> **Activity**: Among the following entries, count the lines that contain "FilterBandwidth" and report only the result.

Saved data entries:

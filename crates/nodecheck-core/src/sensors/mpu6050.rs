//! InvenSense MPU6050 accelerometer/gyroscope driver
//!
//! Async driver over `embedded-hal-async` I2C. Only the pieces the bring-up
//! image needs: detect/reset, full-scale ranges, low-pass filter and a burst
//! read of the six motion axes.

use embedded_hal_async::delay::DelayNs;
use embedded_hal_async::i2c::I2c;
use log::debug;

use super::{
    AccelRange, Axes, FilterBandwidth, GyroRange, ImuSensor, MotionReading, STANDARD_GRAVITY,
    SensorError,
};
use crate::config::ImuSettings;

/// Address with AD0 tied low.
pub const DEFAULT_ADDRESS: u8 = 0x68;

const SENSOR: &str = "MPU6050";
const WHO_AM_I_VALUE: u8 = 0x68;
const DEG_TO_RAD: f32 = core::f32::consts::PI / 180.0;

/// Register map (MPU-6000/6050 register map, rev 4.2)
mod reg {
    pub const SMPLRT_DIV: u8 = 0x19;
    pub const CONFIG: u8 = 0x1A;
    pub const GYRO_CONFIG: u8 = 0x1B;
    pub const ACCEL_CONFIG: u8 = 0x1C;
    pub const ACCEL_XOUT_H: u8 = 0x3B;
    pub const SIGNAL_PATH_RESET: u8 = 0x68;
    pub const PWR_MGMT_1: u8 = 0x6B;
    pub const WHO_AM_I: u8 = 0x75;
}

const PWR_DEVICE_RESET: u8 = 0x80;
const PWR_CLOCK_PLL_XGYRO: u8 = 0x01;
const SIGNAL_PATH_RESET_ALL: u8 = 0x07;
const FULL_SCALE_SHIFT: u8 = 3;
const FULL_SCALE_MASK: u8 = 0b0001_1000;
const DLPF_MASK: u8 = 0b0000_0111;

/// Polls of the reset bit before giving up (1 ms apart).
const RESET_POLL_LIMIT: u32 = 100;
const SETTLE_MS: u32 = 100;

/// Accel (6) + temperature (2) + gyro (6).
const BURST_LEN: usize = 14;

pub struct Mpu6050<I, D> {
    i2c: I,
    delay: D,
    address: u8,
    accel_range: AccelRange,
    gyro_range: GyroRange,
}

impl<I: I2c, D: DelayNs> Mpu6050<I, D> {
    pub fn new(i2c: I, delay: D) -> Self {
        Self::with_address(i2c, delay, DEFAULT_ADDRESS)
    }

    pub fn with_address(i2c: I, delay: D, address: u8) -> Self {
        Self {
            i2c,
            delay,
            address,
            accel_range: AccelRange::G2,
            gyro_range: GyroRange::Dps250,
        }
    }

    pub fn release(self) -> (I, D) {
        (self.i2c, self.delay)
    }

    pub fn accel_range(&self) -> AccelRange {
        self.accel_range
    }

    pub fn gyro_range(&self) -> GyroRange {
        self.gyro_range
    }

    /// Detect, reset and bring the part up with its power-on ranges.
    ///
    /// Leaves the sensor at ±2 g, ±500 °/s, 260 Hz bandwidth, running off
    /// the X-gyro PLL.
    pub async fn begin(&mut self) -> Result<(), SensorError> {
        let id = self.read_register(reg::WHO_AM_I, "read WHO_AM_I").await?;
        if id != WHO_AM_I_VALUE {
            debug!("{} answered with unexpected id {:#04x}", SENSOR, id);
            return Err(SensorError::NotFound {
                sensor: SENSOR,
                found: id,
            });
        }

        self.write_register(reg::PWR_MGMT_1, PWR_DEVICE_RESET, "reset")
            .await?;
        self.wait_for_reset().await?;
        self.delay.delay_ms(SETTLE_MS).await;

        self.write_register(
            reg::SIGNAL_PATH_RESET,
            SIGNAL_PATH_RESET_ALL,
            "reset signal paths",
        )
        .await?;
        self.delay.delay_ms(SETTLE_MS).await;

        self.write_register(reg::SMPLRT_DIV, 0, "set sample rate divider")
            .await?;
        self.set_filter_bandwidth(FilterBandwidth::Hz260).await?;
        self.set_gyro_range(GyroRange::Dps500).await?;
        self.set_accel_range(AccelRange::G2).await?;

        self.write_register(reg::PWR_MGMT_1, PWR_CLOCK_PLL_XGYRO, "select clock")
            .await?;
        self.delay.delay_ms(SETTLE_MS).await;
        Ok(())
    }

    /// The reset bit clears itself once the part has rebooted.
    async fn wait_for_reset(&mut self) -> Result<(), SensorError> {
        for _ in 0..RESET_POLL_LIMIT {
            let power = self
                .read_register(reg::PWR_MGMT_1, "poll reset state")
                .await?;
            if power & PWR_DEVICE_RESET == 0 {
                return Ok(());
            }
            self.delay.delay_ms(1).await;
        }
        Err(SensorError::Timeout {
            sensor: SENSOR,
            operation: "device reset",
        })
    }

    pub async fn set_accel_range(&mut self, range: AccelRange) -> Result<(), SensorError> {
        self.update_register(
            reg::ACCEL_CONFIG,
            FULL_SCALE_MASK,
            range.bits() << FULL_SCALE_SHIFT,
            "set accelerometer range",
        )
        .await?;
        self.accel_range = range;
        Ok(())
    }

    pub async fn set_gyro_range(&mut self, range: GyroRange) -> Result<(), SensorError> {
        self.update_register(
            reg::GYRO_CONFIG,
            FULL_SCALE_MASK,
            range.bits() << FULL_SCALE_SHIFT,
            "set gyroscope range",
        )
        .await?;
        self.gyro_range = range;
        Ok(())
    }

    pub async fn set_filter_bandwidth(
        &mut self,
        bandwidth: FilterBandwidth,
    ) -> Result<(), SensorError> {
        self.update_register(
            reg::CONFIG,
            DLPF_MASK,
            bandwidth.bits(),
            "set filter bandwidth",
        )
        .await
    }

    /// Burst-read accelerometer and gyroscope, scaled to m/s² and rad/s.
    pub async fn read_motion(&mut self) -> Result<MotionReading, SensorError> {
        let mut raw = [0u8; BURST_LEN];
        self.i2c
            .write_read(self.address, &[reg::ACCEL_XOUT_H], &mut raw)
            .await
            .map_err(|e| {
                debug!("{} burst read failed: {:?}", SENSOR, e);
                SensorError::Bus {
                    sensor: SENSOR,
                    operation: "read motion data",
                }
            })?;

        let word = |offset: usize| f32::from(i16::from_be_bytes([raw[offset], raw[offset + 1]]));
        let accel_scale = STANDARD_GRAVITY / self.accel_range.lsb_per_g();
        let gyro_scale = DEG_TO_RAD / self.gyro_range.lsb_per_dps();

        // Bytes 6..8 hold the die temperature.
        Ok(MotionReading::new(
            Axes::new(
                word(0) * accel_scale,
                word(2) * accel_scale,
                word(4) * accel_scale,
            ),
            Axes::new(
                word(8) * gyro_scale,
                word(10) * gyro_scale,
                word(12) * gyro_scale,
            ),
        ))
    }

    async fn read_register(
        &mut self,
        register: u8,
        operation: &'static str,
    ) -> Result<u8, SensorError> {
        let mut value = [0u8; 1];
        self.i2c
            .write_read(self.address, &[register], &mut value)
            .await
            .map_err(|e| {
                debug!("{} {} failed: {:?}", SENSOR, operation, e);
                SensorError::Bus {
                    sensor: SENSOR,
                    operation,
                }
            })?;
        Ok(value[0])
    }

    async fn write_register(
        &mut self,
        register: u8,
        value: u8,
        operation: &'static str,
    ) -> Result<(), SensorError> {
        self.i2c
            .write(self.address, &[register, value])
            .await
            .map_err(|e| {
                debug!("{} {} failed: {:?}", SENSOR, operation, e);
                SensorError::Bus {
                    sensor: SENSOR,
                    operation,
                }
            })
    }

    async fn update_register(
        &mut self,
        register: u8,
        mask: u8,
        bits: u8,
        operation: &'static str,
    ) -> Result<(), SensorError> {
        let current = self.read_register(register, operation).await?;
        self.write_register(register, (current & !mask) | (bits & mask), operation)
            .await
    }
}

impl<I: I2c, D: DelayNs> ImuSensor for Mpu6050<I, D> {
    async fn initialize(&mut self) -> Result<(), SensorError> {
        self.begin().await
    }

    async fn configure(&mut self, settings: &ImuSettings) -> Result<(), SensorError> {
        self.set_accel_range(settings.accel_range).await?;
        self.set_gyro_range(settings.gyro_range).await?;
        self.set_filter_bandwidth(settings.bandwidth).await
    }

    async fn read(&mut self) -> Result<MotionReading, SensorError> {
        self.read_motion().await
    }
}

> **Answer to the problem**: 3